◆ **YOUR INSTRUCTIONS**
From the entries below, report how many lines contain the string "GenerationResult". Only the number is wanted.

┄┄┄┄┄┄

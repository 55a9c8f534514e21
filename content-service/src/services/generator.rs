//! Post generation: three size variants per request, optionally persisted.

use crate::models::{
    ContentSize, ContentVariant, GenerationRecord, GenerationRequest, GenerationResult,
    PlatformContent,
};
use crate::services::metrics;
use crate::services::prompt::build_prompt;
use crate::services::providers::{ChatMessage, ChatProvider, SamplingParams};
use crate::services::store::GenerationStore;
use std::collections::BTreeMap;
use std::sync::Arc;
use std::time::Instant;

pub struct ContentGenerator {
    provider: Arc<dyn ChatProvider>,
    store: Option<Arc<dyn GenerationStore>>,
    model: String,
}

impl ContentGenerator {
    pub fn new(
        provider: Arc<dyn ChatProvider>,
        store: Option<Arc<dyn GenerationStore>>,
        model: impl Into<String>,
    ) -> Self {
        Self {
            provider,
            store,
            model: model.into(),
        }
    }

    pub fn store(&self) -> Option<&Arc<dyn GenerationStore>> {
        self.store.as_ref()
    }

    /// Run one completion. Provider failures come back as [`ContentVariant::Failed`].
    pub async fn complete(&self, prompt: &str, params: SamplingParams) -> ContentVariant {
        let messages = [ChatMessage::user(prompt)];
        let started = Instant::now();

        let result = self
            .provider
            .complete(&self.model, &messages, &params)
            .await;

        let outcome = match &result {
            Ok(_) => "ok",
            Err(e) => e.kind(),
        };
        metrics::record_completion(
            self.provider.name(),
            &self.model,
            outcome,
            started.elapsed(),
        );

        match result {
            Ok(completion) => {
                tracing::debug!(
                    provider = self.provider.name(),
                    model = %self.model,
                    input_tokens = ?completion.input_tokens,
                    output_tokens = ?completion.output_tokens,
                    "Completion succeeded"
                );
                ContentVariant::Generated(completion.text)
            }
            Err(e) => {
                tracing::warn!(
                    provider = self.provider.name(),
                    model = %self.model,
                    error = %e,
                    "Completion failed"
                );
                ContentVariant::Failed(e.to_string())
            }
        }
    }

    /// Generate the small, medium and long variants for the request's platform, in that order.
    pub async fn generate_for_platform(&self, request: &GenerationRequest) -> PlatformContent {
        let small = self.generate_variant(request, ContentSize::Small).await;
        let medium = self.generate_variant(request, ContentSize::Medium).await;
        let long = self.generate_variant(request, ContentSize::Long).await;

        PlatformContent {
            small,
            medium,
            long,
        }
    }

    async fn generate_variant(
        &self,
        request: &GenerationRequest,
        size: ContentSize,
    ) -> ContentVariant {
        let prompt = build_prompt(
            &request.idea,
            &request.target_audience,
            &request.platform,
            &request.post_category,
            size,
        );
        self.complete(&prompt, SamplingParams::default()).await
    }

    /// Generate content for one platform and store it when persistence is configured.
    ///
    /// A failed insert is logged and yields `document_id: None`; the content is kept.
    pub async fn generate(&self, request: GenerationRequest) -> GenerationResult {
        tracing::info!(
            platform = %request.platform,
            post_category = %request.post_category,
            "Generating content"
        );

        let content = self.generate_for_platform(&request).await;

        let failed = content.failed_count();
        if failed > 0 {
            tracing::warn!(
                platform = %request.platform,
                failed_variants = failed,
                "Some content variants failed to generate"
            );
        }

        let document_id = self.persist(&request, &content).await;
        metrics::record_generation(&request.platform, document_id.is_some());

        GenerationResult {
            platform: request.platform,
            content,
            document_id,
        }
    }

    async fn persist(
        &self,
        request: &GenerationRequest,
        content: &PlatformContent,
    ) -> Option<String> {
        let store = self.store.as_ref()?;

        let mut generated_content = BTreeMap::new();
        generated_content.insert(request.platform.as_str().to_string(), content.clone());
        let record = GenerationRecord::new(request.clone(), generated_content, self.model.clone());

        match store.insert(&record).await {
            Ok(id) => {
                tracing::info!(document_id = %id, "Saved generated content");
                Some(id)
            }
            Err(e) => {
                tracing::error!(error = %e, "Failed to save generated content");
                None
            }
        }
    }
}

┄┄┄┄┄┄

◆ **WRITTEN SOLUTION**
3